Herminio "Sonny" B. Coloma Jr. (born March 28, 1953) is a Filipino businessman and educator. He was a member of the Philippine Cabinet and Secretary of Presidential Communications Office during the presidency of Benigno S. Aquino III. He is also a professor at the Asian Institute of Management.

Coloma took part in the Diliman Commune of 1971 at the University of the Philippines Diliman, where he graduated in 1973. He assumed the post of executive vice president of the Manila Bulletin newspaper on September 1, 2016.

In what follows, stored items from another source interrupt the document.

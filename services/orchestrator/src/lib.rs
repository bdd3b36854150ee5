//! AutoBI analysis pipeline: sequences the analysis stages over a dataset,
//! persisting every step hand-off to the ledger so pollers can follow along.

pub mod config;
pub mod dataset_validator;
pub mod events;
pub mod ledger_exec;
pub mod pipeline_run;
pub mod provider;
pub mod provider_lmstudio;
pub mod queries;
pub mod run_store;
pub mod scheduler;
pub mod state;
pub mod types_analysis;
pub mod types_runs;

pub use config::AppConfig;
pub use run_store::RunStoreError;
pub use state::{AppState, PipelineSettings, SharedState};
pub use types_analysis::{AnalysisResult, Progress, StatusView};
pub use types_runs::{PipelineRun, RunStatus, StepId, StepStatus};
//! KPI recommendation.
//!
//! Candidates come from column shape alone. The domain only reorders them:
//! a KPI whose source columns mention the domain's vocabulary moves forward,
//! nothing is ever dropped for being off-domain.

use std::collections::BTreeSet;

use serde::{Deserialize, Serialize};
use tabular::{looks_like_identifier, ColumnDescriptor, ColumnType};

use crate::domain;
use crate::quality::QualityReport;

pub const DEFAULT_MAX_KPIS: usize = 8;
pub const MAX_MISSING_PCT: f64 = 20.0;
pub const MIN_CATEGORIES: usize = 2;
pub const MAX_CATEGORIES: usize = 20;

const MONEY_TOTAL: &[&str] = &["revenue", "sales", "income", "profit", "amount", "cost", "expense", "spend"];
const MONEY_AVG: &[&str] = &["price", "salary", "fee"];
const REVENUE: &[&str] = &["revenue", "sales", "income"];
const COST: &[&str] = &["cost", "expense", "spend"];
const RATE: &[&str] = &["rate", "ratio", "percent", "pct", "share"];
const DURATION: &[&str] = &["duration", "time", "days", "hours", "minutes", "seconds"];
const QUANTITY: &[&str] = &["quantity", "qty", "units", "count", "volume"];
const HEADLINE: &[&str] = &["revenue", "sales", "profit", "growth", "conversion", "acquisition", "roi", "margin"];
const STRATEGIC_DOMAINS: &[&str] = &["financial", "sales"];

#[derive(Clone, Copy, Debug, PartialEq, Eq, Serialize, Deserialize)]
#[serde(rename_all = "snake_case")]
pub enum Aggregation {
    Sum,
    Avg,
    Count,
    Ratio,
    Rate,
}

#[derive(Clone, Copy, Debug, PartialEq, Eq, Serialize, Deserialize)]
#[serde(rename_all = "snake_case")]
pub enum KpiFormat {
    Currency,
    Percentage,
    Count,
    Duration,
}

/// Where a KPI sits in the dashboard hierarchy.
#[derive(Clone, Copy, Debug, Default, PartialEq, Eq, PartialOrd, Ord, Serialize, Deserialize)]
#[serde(rename_all = "snake_case")]
pub enum KpiTier {
    Primary,
    Secondary,
    #[default]
    Operational,
}

#[derive(Clone, Debug, PartialEq, Serialize, Deserialize)]
pub struct KpiSpec {
    pub name: String,
    pub source_columns: Vec<String>,
    pub aggregation: Aggregation,
    pub format: KpiFormat,
    /// Declarative computation, e.g. `SUM(revenue)`.
    pub formula: String,
    pub description: String,
    #[serde(default)]
    pub tier: KpiTier,
}

impl KpiSpec {
    /// Single-value KPIs that read naturally on a gauge.
    pub fn is_ratio_like(&self) -> bool {
        self.format == KpiFormat::Percentage
            || matches!(self.aggregation, Aggregation::Ratio | Aggregation::Rate)
    }
}

pub fn title_case(column: &str) -> String {
    column
        .split(|c: char| c == '_' || c == '-' || c.is_whitespace())
        .filter(|w| !w.is_empty())
        .map(|w| {
            let mut cs = w.chars();
            match cs.next() {
                Some(f) => f.to_uppercase().chain(cs).collect::<String>(),
                None => String::new(),
            }
        })
        .collect::<Vec<_>>()
        .join(" ")
}

fn words(column: &str) -> String {
    column.to_lowercase().replace(['_', '-'], " ")
}

fn has_any(column: &str, keywords: &[&str]) -> bool {
    let w = words(column);
    keywords.iter().any(|k| w.contains(k))
}

fn missing_pct(c: &ColumnDescriptor, report: &QualityReport) -> f64 {
    report.missing_percentage(&c.name).unwrap_or_else(|| {
        if report.basic_info.row_count == 0 {
            0.0
        } else {
            c.missing_count as f64 / report.basic_info.row_count as f64 * 100.0
        }
    })
}

fn numeric_kpi(c: &ColumnDescriptor) -> KpiSpec {
    let title = title_case(&c.name);
    let n = c.name.as_str();
    let (name, aggregation, format, description) = if has_any(n, MONEY_AVG) {
        (format!("Average {title}"), Aggregation::Avg, KpiFormat::Currency, format!("Average {n} per record"))
    } else if has_any(n, RATE) {
        (format!("Average {title}"), Aggregation::Avg, KpiFormat::Percentage, format!("Mean of {n} across records"))
    } else if has_any(n, MONEY_TOTAL) {
        (format!("Total {title}"), Aggregation::Sum, KpiFormat::Currency, format!("Sum of {n} across all records"))
    } else if has_any(n, DURATION) {
        (format!("Average {title}"), Aggregation::Avg, KpiFormat::Duration, format!("Mean {n} per record"))
    } else if has_any(n, QUANTITY) {
        (format!("Total {title}"), Aggregation::Sum, KpiFormat::Count, format!("Sum of {n} across all records"))
    } else {
        (format!("Average {title}"), Aggregation::Avg, KpiFormat::Count, format!("Mean of {n} across records"))
    };
    let formula = match aggregation {
        Aggregation::Sum => format!("SUM({n})"),
        _ => format!("AVG({n})"),
    };
    KpiSpec {
        name,
        source_columns: vec![c.name.clone()],
        aggregation,
        format,
        formula,
        description,
        tier: KpiTier::Operational,
    }
}

fn margin_kpi(revenue: &ColumnDescriptor, cost: &ColumnDescriptor) -> KpiSpec {
    let (r, c) = (revenue.name.as_str(), cost.name.as_str());
    KpiSpec {
        name: format!("{} Margin", title_case(r)),
        source_columns: vec![r.to_string(), c.to_string()],
        aggregation: Aggregation::Ratio,
        format: KpiFormat::Percentage,
        formula: format!("(SUM({r}) - SUM({c})) / SUM({r})"),
        description: format!("Share of {r} left after {c}"),
        tier: KpiTier::Operational,
    }
}

fn distinct_kpi(c: &ColumnDescriptor) -> KpiSpec {
    let n = c.name.as_str();
    KpiSpec {
        name: format!("Distinct {}", title_case(n)),
        source_columns: vec![n.to_string()],
        aggregation: Aggregation::Count,
        format: KpiFormat::Count,
        formula: format!("COUNT(DISTINCT {n})"),
        description: format!("Number of distinct {n} values"),
        tier: KpiTier::Operational,
    }
}

fn top_share_kpi(c: &ColumnDescriptor) -> KpiSpec {
    let n = c.name.as_str();
    KpiSpec {
        name: format!("Top {} Share", title_case(n)),
        source_columns: vec![n.to_string()],
        aggregation: Aggregation::Rate,
        format: KpiFormat::Percentage,
        formula: format!("MAX(COUNT(*) GROUP BY {n}) / COUNT(*)"),
        description: format!("Share of records in the most frequent {n}"),
        tier: KpiTier::Operational,
    }
}

fn boolean_rate_kpi(c: &ColumnDescriptor) -> KpiSpec {
    let n = c.name.as_str();
    KpiSpec {
        name: format!("{} Rate", title_case(n)),
        source_columns: vec![n.to_string()],
        aggregation: Aggregation::Rate,
        format: KpiFormat::Percentage,
        formula: format!("COUNT({n} = true) / COUNT({n})"),
        description: format!("Share of records where {n} is true"),
        tier: KpiTier::Operational,
    }
}

fn total_records_kpi() -> KpiSpec {
    KpiSpec {
        name: "Total Records".to_string(),
        source_columns: Vec::new(),
        aggregation: Aggregation::Count,
        format: KpiFormat::Count,
        formula: "COUNT(*)".to_string(),
        description: "Total number of data records".to_string(),
        tier: KpiTier::Operational,
    }
}

fn average_kpi(c: &ColumnDescriptor) -> KpiSpec {
    let n = c.name.as_str();
    KpiSpec {
        name: format!("Average {}", title_case(n)),
        source_columns: vec![n.to_string()],
        aggregation: Aggregation::Avg,
        format: KpiFormat::Count,
        formula: format!("AVG({n})"),
        description: format!("Average value of {n}"),
        tier: KpiTier::Operational,
    }
}

fn distribution_kpi(c: &ColumnDescriptor) -> KpiSpec {
    let n = c.name.as_str();
    KpiSpec {
        name: format!("{} Distribution", title_case(n)),
        source_columns: vec![n.to_string()],
        aggregation: Aggregation::Count,
        format: KpiFormat::Count,
        formula: format!("COUNT(*) GROUP BY {n}"),
        description: format!("Record count per {n}"),
        tier: KpiTier::Operational,
    }
}

/// How strongly a KPI's source columns speak the domain's vocabulary.
fn domain_affinity(kpi: &KpiSpec, keywords: &[&str]) -> usize {
    kpi.source_columns
        .iter()
        .filter(|c| has_any(c, keywords))
        .count()
}

fn tier_for(kpi: &KpiSpec, domain: &str, keywords: &[&str]) -> KpiTier {
    if kpi.source_columns.is_empty() {
        return KpiTier::Operational;
    }
    if has_any(&kpi.name, HEADLINE) || kpi.source_columns.iter().any(|c| has_any(c, HEADLINE)) {
        KpiTier::Primary
    } else if domain_affinity(kpi, keywords) > 0 || STRATEGIC_DOMAINS.contains(&domain) {
        KpiTier::Secondary
    } else {
        KpiTier::Operational
    }
}

/// KPI names grouped by tier, each group in recommendation order.
#[derive(Clone, Debug, Default, PartialEq, Serialize, Deserialize)]
pub struct KpiHierarchy {
    pub primary: Vec<String>,
    pub secondary: Vec<String>,
    pub operational: Vec<String>,
}

impl KpiHierarchy {
    pub fn from_kpis(kpis: &[KpiSpec]) -> Self {
        let mut h = Self::default();
        for k in kpis {
            let group = match k.tier {
                KpiTier::Primary => &mut h.primary,
                KpiTier::Secondary => &mut h.secondary,
                KpiTier::Operational => &mut h.operational,
            };
            group.push(k.name.clone());
        }
        h
    }
}

/// Recommend up to `max` KPIs for a profiled table.
pub fn recommend(
    domain: &str,
    columns: &[ColumnDescriptor],
    report: &QualityReport,
    max: usize,
) -> Vec<KpiSpec> {
    let usable_numeric: Vec<&ColumnDescriptor> = columns
        .iter()
        .filter(|c| {
            c.inferred_type.is_numeric()
                && !looks_like_identifier(&c.name)
                && missing_pct(c, report) <= MAX_MISSING_PCT
        })
        .collect();
    let usable_categorical: Vec<&ColumnDescriptor> = columns
        .iter()
        .filter(|c| {
            c.inferred_type == ColumnType::Categorical
                && (MIN_CATEGORIES..=MAX_CATEGORIES).contains(&c.unique_count)
        })
        .collect();

    let mut candidates: Vec<KpiSpec> = usable_numeric.iter().map(|c| numeric_kpi(c)).collect();

    let revenue = usable_numeric.iter().find(|c| has_any(&c.name, REVENUE));
    let cost = usable_numeric.iter().find(|c| has_any(&c.name, COST));
    if let (Some(r), Some(c)) = (revenue, cost) {
        if r.name != c.name {
            candidates.push(margin_kpi(r, c));
        }
    }

    for c in &usable_categorical {
        candidates.push(distinct_kpi(c));
        candidates.push(top_share_kpi(c));
    }
    for c in columns.iter().filter(|c| {
        c.inferred_type == ColumnType::Boolean && missing_pct(c, report) <= MAX_MISSING_PCT
    }) {
        candidates.push(boolean_rate_kpi(c));
    }

    let keywords = domain::domain_keywords(domain);
    let mut ordered: Vec<(usize, KpiSpec)> = candidates
        .into_iter()
        .map(|k| (domain_affinity(&k, keywords), k))
        .collect();
    // Stable: ties keep column order.
    ordered.sort_by(|a, b| b.0.cmp(&a.0));

    let any_domain_match = ordered.iter().any(|(score, _)| *score > 0);
    let mut out: Vec<KpiSpec> = Vec::new();
    if !any_domain_match {
        out.push(total_records_kpi());
        if let Some(c) = usable_numeric.first() {
            out.push(average_kpi(c));
        }
        if let Some(c) = usable_categorical.iter().min_by_key(|c| c.unique_count) {
            out.push(distribution_kpi(c));
        }
    }
    out.extend(ordered.into_iter().map(|(_, k)| k));

    let mut seen = BTreeSet::new();
    out.retain(|k| seen.insert(k.name.clone()));
    out.truncate(max);
    for k in &mut out {
        k.tier = tier_for(k, domain, keywords);
    }
    out
}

==Early life and education==
Coloma was born in Quezon City in Metro Manila on March 28, 1953. He took up Bachelor of Arts in Political Science in University of the Philippines Diliman where he graduated in 1973. He then took Masters in Business Management in Asian Institute of Management graduating with distinction in 1978. He finished his Doctor of Philosophy in 2009 at Southeast Asia Interdisciplinary Development Institute.

==Career==
Coloma started working as editor of the Far East Bank and Trust Co.'s bank publication in March 1974. He served as Vice president of the same bank from 1982 to 1988. By June 1998 he started working at Asian Institute of Management as a professor. He has taken five work leaves from AIM to work for the government. He first served as undersecretary of Department of Agrarian Reform. Then from 1989 to 1991 he served as undersecretary of Department of Transportation and Communications. He also served as the head of the Presidential Management Staff from 1990 to 1991 under President Cory Aquino. Coloma briefly served as president of North Luzon Railways Corporation and then served as undersecretary of DOTC under President Joseph Estrada from 1998 to 2000. From 2010 until 2016 Coloma served as Secretary of Presidential Communications Operations which replaces the Office of Press Secretary.

In 2012, Coloma received the Quadricentennial Service Award from University of Santo Tomas for his important role in the 400th founding anniversary of the university. After Civil Service Commission chairperson Francisco Duque III stepped down last September 2015, Coloma was considered to succeed as chair of CSC. Coloma however chose to decline the offer to be appointed as CSC chairperson, and stayed in his post as PCOO Secretary.

Coloma also served several private companies. From 1996 to 2008 he is a Director of Transnational Diversified Group where he also served as Division President and Group Chief Learning Officer from 2004 to 2008. From 2005 he is a Director of Loyola Plans Consolidated, Inc. He also served as Management consultant of various organizations including USAID (1990), PricewaterhouseCoopers (1991–2000), Canadian International Development Agency (circa 1995), Land Bank of the Philippines (1992–1998), Asian Development Bank (2005–2006), and Philippine National Bank (2007).

He was president of the People Management Association of the Philippines in 1988.